Budowle słynnego hiszpańskiego architekta się sypią
Budynki wzniesione całkiem niedawno, autorstwa światowej sławy architekta Santiago Calatravy, nie wytrzymują próby czasu.
2013-12-30, 17:52
Posłuchaj
Oddany przed zaledwie sześciu laty Pałac Sztuki w Walencji został zamknięty dla publiczności, bo od fasady budynku odpadają ciężkie, ceramiczne elementy. Wzniesienie budynku kosztowało prawie 500 mln euro.
Pałac Sztuki jest częścią tzw. Miasteczka Sztuki i Nauki - wizytówki Walencji, które miało przyciągać miliony turystów. Budowa kompleksu kosztowała łącznie miliard 300 mln euro - trzy razy tyle, ile pierwotnie planowano, a autorem projektu i głównym wykonawcą całości był także Santiago Calatrava.
Teraz władze Walencji żądają, aby architekt poniósł koszty naprawy budynku i przypominają, że od innej budowli odpada farba, a w jeszcze innej miasto musiało na własny koszt wymienić źle założone szyby.

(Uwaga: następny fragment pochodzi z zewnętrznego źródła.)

//! Core traits for actgate components
//!
//! These are the seams to the collaborators the engine drives but does not
//! implement: the RPC layer, the memoization cache and the view renderer.

use std::time::Duration;

use async_trait::async_trait;
use futures::future::BoxFuture;
use serde_json::Value as JsonValue;

use super::{context::RequestDelegate, error::ActResult, pattern::Pattern};

/// The RPC layer that matches patterns against business handlers.
#[async_trait]
pub trait RpcLayer: Send + Sync {
    /// Run the action identified by `pattern` on behalf of `delegate`
    async fn invoke(&self, pattern: Pattern, delegate: &RequestDelegate) -> ActResult<JsonValue>;

    /// Release transport resources. Called when the owning gateway stops.
    async fn close(&self) -> ActResult<()> {
        Ok(())
    }
}

/// Lifetime and regeneration bound of memoized results
#[derive(Debug, Clone, Copy, PartialEq, Eq)]
pub struct CachePolicy {
    pub expires_in: Duration,
    pub generate_timeout: Duration,
}

/// Deferred computation of a value missing from the cache
pub type Generator = BoxFuture<'static, ActResult<JsonValue>>;

/// Memoization store with single-flight regeneration.
#[async_trait]
pub trait MemoCache: Send + Sync {
    /// Return the live value stored under `segment`/`key`, or run `generator`
    /// and store its successful result for `policy.expires_in`.
    ///
    /// Concurrent callers asking for the same key while a generation is in
    /// flight must share it. Failures are returned to every waiter and never
    /// stored.
    async fn get_or_generate(
        &self,
        segment: &str,
        key: &str,
        policy: CachePolicy,
        generator: Generator,
    ) -> ActResult<JsonValue>;
}

/// View engine that turns a resolved context into output.
pub trait Renderer: Send + Sync {
    fn render(
        &self,
        template: &str,
        context: &JsonValue,
        options: Option<&JsonValue>,
    ) -> ActResult<String>;
}
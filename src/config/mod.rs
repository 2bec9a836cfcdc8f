use std::collections::HashSet;
use std::fs;

use log::{debug, trace, LevelFilter};
use serde::{Deserialize, Serialize};
use serde_json::Value as JsonValue;
use validator::{Validate, ValidationError};

use crate::action::CacheOptions;
use crate::config_error;
use crate::core::ActResult;

#[derive(Default, Debug, Serialize, Deserialize, Validate)]
#[validate(schema(function = "Config::validate_action_names"))]
pub struct Config {
    #[validate(nested)]
    pub log: Option<Log>,

    #[serde(default)]
    #[validate(nested)]
    pub transaction_id: TransactionId,

    #[serde(default)]
    #[validate(nested)]
    pub compose: Compose,

    #[serde(default)]
    #[validate(nested)]
    pub actions: Vec<Action>,
}

// Config file load and validation
impl Config {
    pub fn load_from_yaml<P>(path: P) -> ActResult<Self>
    where
        P: AsRef<std::path::Path> + std::fmt::Display,
    {
        let conf_str = fs::read_to_string(&path).map_err(|e| {
            config_error!("Unable to read conf file from {path}: {e}")
        })?;
        debug!("Conf file read from {path}");
        Self::from_yaml(&conf_str)
    }

    pub fn from_yaml(conf_str: &str) -> ActResult<Self> {
        trace!("Read conf file: {conf_str}");
        let conf: Config = serde_yaml::from_str(conf_str)
            .map_err(|e| config_error!("Unable to parse yaml conf: {e}"))?;

        trace!("Loaded conf: {conf:?}");

        // use validator to validate conf file
        conf.validate()
            .map_err(|e| config_error!("Conf file validation failed: {e}"))?;

        Ok(conf)
    }

    pub fn to_yaml(&self) -> ActResult<String> {
        Ok(serde_yaml::to_string(self)?)
    }

    fn validate_action_names(&self) -> Result<(), ValidationError> {
        let mut seen = HashSet::new();
        for action in &self.actions {
            if !seen.insert(action.name.as_str()) {
                return Err(ValidationError::new("duplicate_action_name"));
            }
        }
        Ok(())
    }
}

#[derive(Clone, Debug, Serialize, Deserialize, Validate)]
pub struct Log {
    #[validate(length(min = 1))]
    pub path: String,
    #[serde(default = "Log::default_level")]
    #[validate(custom(function = "Log::validate_level"))]
    pub level: String,
}

impl Log {
    fn default_level() -> String {
        "info".to_string()
    }

    fn validate_level(level: &String) -> Result<(), ValidationError> {
        level
            .parse::<LevelFilter>()
            .map(|_| ())
            .map_err(|_| ValidationError::new("invalid_log_level"))
    }

    pub fn level_filter(&self) -> LevelFilter {
        self.level.parse().unwrap_or(LevelFilter::Info)
    }
}

#[derive(Clone, Copy, Debug, Default, PartialEq, Eq, Serialize, Deserialize)]
#[serde(rename_all = "snake_case")]
pub enum TxAlgorithm {
    #[default]
    Uuid,
    RangeId,
}

#[derive(Clone, Debug, Default, Serialize, Deserialize, Validate)]
pub struct TransactionId {
    #[serde(default)]
    pub algorithm: TxAlgorithm,
    #[serde(default)]
    #[validate(nested)]
    pub range_id: RangeId,
}

#[derive(Clone, Debug, Serialize, Deserialize, Validate)]
pub struct RangeId {
    #[serde(default = "RangeId::default_char_set")]
    #[validate(length(min = 1))]
    pub char_set: String,
    #[serde(default = "RangeId::default_length")]
    #[validate(range(min = 1, max = 256))]
    pub length: u32,
}

impl RangeId {
    pub fn default_char_set() -> String {
        "abcdefghijklmnopqrstuvwxyzABCDEFGHIJKLMNOPQRSTUVWXYZ0123456789".to_string()
    }

    pub fn default_length() -> u32 {
        16
    }
}

impl Default for RangeId {
    fn default() -> Self {
        Self {
            char_set: Self::default_char_set(),
            length: Self::default_length(),
        }
    }
}

/// Reserved keys recognized inside composition contexts
#[derive(Clone, Debug, PartialEq, Eq, Serialize, Deserialize, Validate)]
#[validate(schema(function = "Compose::validate_distinct"))]
pub struct Compose {
    #[serde(default = "Compose::default_resolve_key")]
    #[validate(length(min = 1))]
    pub resolve_key: String,
    #[serde(default = "Compose::default_marker_suffix")]
    #[validate(length(min = 1))]
    pub marker_suffix: String,
}

impl Compose {
    fn default_resolve_key() -> String {
        "$resolve".to_string()
    }

    fn default_marker_suffix() -> String {
        "$".to_string()
    }

    fn validate_distinct(&self) -> Result<(), ValidationError> {
        if self.resolve_key == self.marker_suffix {
            Err(ValidationError::new("resolve_key_equals_marker_suffix"))
        } else {
            Ok(())
        }
    }
}

impl Default for Compose {
    fn default() -> Self {
        Self {
            resolve_key: Self::default_resolve_key(),
            marker_suffix: Self::default_marker_suffix(),
        }
    }
}

/// An action bound when the gateway starts
#[derive(Clone, Debug, Serialize, Deserialize, Validate)]
pub struct Action {
    #[validate(length(min = 1))]
    pub name: String,
    #[validate(custom(function = "Action::validate_pattern"))]
    pub pattern: JsonValue,
    #[validate(nested)]
    pub cache: Option<CacheOptions>,
}

impl Action {
    fn validate_pattern(pattern: &JsonValue) -> Result<(), ValidationError> {
        match pattern {
            JsonValue::Object(_) | JsonValue::String(_) => Ok(()),
            _ => Err(ValidationError::new("pattern_must_be_object_or_string")),
        }
    }
}
pub mod jsonic;
pub mod template;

Wcześniej Calatrava miał wielokrotnie kłopoty z prawem. Do sądu podały go m.in. władze Wenecji, bo zbudowany przez niego most jest śliski i niedostosowany dla inwalidów. Architekt musiał też zapłacić 3 mln euro kary za błędy w budowie i wykończeniu muzeum w Oviedo, na północy Hiszpanii.
REKLAMA
Urodzony w 1951 roku w Walencji Santiago Calatrava jest autorem licznych budowli, o bardzo nowoczesnej futurystycznej formie, wzniesionych w wielu krajach świata, m.innymi w USA, Kanadzie, Szwajcarii, Niemczech czy Francji.